- [Goal of the exercise]
A stretch of the entries below is to be set down exactly, running from the line with "pub struct PlacedSet" through the line with "let mut sets = Vec::new();", both included, and no other line.

Saved entries:
::::::
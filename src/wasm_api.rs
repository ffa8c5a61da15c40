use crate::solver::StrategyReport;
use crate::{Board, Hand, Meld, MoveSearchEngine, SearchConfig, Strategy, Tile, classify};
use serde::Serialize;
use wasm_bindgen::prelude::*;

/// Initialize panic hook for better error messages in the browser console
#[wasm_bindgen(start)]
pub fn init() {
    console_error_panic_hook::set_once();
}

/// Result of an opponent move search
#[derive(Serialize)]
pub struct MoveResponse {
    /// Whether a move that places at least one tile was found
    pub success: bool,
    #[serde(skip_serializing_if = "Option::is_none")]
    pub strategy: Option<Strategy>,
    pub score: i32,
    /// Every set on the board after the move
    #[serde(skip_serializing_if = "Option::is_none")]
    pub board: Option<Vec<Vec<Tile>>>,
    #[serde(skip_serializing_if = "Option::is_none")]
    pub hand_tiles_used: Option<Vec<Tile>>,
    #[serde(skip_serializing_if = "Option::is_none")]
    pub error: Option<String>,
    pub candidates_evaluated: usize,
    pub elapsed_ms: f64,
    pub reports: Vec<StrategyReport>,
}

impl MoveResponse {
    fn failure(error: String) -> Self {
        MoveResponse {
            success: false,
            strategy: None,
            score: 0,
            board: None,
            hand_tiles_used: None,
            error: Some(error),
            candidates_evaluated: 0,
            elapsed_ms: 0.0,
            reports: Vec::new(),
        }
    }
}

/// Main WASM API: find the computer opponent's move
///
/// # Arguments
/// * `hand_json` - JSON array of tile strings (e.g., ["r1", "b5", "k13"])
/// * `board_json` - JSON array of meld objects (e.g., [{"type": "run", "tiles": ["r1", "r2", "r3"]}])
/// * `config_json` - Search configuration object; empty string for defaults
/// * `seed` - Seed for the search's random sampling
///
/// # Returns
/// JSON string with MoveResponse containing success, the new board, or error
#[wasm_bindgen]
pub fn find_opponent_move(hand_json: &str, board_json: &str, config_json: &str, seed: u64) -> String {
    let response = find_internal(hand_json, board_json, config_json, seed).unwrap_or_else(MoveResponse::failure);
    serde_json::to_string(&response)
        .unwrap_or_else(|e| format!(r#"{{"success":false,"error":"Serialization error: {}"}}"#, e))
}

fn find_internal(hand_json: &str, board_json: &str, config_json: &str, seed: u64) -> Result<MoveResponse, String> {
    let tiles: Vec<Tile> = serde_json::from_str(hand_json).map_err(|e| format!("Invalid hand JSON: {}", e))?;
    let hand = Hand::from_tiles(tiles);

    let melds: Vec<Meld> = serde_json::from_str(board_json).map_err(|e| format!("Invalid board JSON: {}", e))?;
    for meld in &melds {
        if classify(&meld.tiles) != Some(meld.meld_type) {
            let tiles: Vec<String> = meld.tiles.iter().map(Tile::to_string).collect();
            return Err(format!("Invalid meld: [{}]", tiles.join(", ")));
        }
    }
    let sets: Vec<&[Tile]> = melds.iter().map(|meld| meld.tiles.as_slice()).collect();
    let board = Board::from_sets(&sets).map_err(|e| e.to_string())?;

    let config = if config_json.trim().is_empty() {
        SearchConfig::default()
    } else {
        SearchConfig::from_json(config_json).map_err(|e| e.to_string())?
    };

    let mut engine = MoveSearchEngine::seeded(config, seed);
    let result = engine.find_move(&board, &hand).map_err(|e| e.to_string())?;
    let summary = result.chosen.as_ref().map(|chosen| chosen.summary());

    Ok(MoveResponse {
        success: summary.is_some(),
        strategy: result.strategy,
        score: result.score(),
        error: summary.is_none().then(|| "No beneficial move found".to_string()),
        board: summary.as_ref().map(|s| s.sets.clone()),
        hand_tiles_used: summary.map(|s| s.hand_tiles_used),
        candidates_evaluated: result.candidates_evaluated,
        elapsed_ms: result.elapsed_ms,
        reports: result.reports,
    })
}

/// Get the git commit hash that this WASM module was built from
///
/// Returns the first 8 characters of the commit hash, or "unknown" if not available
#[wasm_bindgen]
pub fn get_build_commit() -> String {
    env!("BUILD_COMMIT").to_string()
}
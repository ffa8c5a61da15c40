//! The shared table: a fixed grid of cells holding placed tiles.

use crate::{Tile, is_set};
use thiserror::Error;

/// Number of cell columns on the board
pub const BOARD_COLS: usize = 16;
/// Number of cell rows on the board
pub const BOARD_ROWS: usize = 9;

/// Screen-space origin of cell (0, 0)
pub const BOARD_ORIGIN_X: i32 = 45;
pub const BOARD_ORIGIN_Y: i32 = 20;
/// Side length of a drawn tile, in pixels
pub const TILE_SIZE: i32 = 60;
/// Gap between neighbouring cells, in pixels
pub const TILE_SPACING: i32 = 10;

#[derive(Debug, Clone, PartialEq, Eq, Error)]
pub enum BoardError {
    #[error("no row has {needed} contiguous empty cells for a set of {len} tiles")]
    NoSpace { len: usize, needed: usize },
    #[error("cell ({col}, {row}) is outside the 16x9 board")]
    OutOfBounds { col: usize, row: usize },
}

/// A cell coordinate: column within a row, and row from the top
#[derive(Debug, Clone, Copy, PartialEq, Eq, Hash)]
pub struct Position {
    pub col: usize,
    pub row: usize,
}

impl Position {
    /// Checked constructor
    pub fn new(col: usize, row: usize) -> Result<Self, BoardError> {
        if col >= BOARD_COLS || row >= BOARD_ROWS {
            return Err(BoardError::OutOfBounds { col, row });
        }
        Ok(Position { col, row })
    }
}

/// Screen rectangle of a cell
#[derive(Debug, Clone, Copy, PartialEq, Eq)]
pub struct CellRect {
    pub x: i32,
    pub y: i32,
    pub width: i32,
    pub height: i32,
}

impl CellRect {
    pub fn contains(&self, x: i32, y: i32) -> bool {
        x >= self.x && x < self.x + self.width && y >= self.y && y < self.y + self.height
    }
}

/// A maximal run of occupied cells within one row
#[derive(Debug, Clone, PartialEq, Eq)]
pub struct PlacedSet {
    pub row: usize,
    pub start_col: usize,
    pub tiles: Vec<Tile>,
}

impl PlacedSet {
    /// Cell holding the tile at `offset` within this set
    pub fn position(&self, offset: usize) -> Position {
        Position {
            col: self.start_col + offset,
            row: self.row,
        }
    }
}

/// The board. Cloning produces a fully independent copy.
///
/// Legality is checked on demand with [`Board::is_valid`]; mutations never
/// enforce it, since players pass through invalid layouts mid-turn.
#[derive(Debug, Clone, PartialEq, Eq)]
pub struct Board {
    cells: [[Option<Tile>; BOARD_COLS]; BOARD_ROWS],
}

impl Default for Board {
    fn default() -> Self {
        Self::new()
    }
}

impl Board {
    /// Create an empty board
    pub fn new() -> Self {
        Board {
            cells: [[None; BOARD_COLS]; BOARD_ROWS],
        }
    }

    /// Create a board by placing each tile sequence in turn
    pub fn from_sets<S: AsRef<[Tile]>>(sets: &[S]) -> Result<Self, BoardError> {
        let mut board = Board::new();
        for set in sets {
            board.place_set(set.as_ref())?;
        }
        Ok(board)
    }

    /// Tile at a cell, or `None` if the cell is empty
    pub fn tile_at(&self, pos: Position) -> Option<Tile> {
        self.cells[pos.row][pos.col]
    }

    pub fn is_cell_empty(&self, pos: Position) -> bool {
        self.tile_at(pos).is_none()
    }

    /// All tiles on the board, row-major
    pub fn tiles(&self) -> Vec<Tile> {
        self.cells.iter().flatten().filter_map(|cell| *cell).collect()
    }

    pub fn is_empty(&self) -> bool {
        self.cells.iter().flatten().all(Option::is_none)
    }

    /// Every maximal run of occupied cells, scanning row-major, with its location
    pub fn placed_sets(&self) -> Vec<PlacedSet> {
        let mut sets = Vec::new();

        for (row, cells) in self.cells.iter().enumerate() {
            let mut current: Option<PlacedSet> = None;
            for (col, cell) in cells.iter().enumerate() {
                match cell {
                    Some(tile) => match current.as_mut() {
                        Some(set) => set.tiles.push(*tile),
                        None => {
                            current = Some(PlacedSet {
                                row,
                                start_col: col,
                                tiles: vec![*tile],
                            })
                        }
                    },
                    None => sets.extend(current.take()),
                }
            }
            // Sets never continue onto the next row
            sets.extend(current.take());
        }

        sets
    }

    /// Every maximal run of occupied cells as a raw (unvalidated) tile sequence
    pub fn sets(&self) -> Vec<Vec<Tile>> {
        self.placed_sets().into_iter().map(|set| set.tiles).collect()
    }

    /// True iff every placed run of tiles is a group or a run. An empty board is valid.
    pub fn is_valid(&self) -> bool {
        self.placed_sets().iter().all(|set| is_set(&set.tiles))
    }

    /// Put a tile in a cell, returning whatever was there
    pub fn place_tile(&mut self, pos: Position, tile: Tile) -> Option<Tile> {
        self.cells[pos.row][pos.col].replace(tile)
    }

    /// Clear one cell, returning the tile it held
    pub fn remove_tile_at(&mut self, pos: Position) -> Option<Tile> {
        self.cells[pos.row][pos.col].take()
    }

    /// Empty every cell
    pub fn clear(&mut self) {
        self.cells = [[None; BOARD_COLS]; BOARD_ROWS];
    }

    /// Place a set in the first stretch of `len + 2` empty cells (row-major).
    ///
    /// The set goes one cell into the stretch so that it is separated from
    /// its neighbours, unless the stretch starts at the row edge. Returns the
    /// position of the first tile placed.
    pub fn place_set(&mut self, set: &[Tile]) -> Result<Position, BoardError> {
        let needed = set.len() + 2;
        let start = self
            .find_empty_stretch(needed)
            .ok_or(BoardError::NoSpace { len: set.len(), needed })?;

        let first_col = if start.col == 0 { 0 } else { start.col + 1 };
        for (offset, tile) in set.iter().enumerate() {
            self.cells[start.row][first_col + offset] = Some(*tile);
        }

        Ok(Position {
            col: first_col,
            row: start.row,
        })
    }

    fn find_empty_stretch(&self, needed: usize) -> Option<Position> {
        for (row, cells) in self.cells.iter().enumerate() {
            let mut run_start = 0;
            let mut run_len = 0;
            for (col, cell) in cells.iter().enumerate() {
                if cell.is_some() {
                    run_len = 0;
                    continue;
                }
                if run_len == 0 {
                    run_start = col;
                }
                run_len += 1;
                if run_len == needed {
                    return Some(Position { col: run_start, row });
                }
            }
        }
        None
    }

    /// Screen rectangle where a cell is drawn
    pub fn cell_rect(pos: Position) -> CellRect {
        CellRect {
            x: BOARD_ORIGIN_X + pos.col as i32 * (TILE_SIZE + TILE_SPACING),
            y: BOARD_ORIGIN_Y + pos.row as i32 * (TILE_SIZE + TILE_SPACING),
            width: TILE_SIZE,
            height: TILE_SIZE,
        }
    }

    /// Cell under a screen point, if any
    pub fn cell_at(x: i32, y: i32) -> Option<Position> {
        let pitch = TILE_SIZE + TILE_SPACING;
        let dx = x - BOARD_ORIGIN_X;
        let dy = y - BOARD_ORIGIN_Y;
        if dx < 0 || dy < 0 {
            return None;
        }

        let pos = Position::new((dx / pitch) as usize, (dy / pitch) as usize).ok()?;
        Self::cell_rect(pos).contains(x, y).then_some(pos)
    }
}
::::::
- [Output of the exercise]
pub struct PlacedSet {
    pub row: usize,
    pub start_col: usize,
    pub tiles: Vec<Tile>,
}

impl PlacedSet {
    /// Cell holding the tile at `offset` within this set
    pub fn position(&self, offset: usize) -> Position {
        Position {
            col: self.start_col + offset,
            row: self.row,
        }
    }
}

/// The board. Cloning produces a fully independent copy.
///
/// Legality is checked on demand with [`Board::is_valid`]; mutations never
/// enforce it, since players pass through invalid layouts mid-turn.
#[derive(Debug, Clone, PartialEq, Eq)]
pub struct Board {
    cells: [[Option<Tile>; BOARD_COLS]; BOARD_ROWS],
}

impl Default for Board {
    fn default() -> Self {
        Self::new()
    }
}

impl Board {
    /// Create an empty board
    pub fn new() -> Self {
        Board {
            cells: [[None; BOARD_COLS]; BOARD_ROWS],
        }
    }

    /// Create a board by placing each tile sequence in turn
    pub fn from_sets<S: AsRef<[Tile]>>(sets: &[S]) -> Result<Self, BoardError> {
        let mut board = Board::new();
        for set in sets {
            board.place_set(set.as_ref())?;
        }
        Ok(board)
    }

    /// Tile at a cell, or `None` if the cell is empty
    pub fn tile_at(&self, pos: Position) -> Option<Tile> {
        self.cells[pos.row][pos.col]
    }

    pub fn is_cell_empty(&self, pos: Position) -> bool {
        self.tile_at(pos).is_none()
    }

    /// All tiles on the board, row-major
    pub fn tiles(&self) -> Vec<Tile> {
        self.cells.iter().flatten().filter_map(|cell| *cell).collect()
    }

    pub fn is_empty(&self) -> bool {
        self.cells.iter().flatten().all(Option::is_none)
    }

    /// Every maximal run of occupied cells, scanning row-major, with its location
    pub fn placed_sets(&self) -> Vec<PlacedSet> {
        let mut sets = Vec::new();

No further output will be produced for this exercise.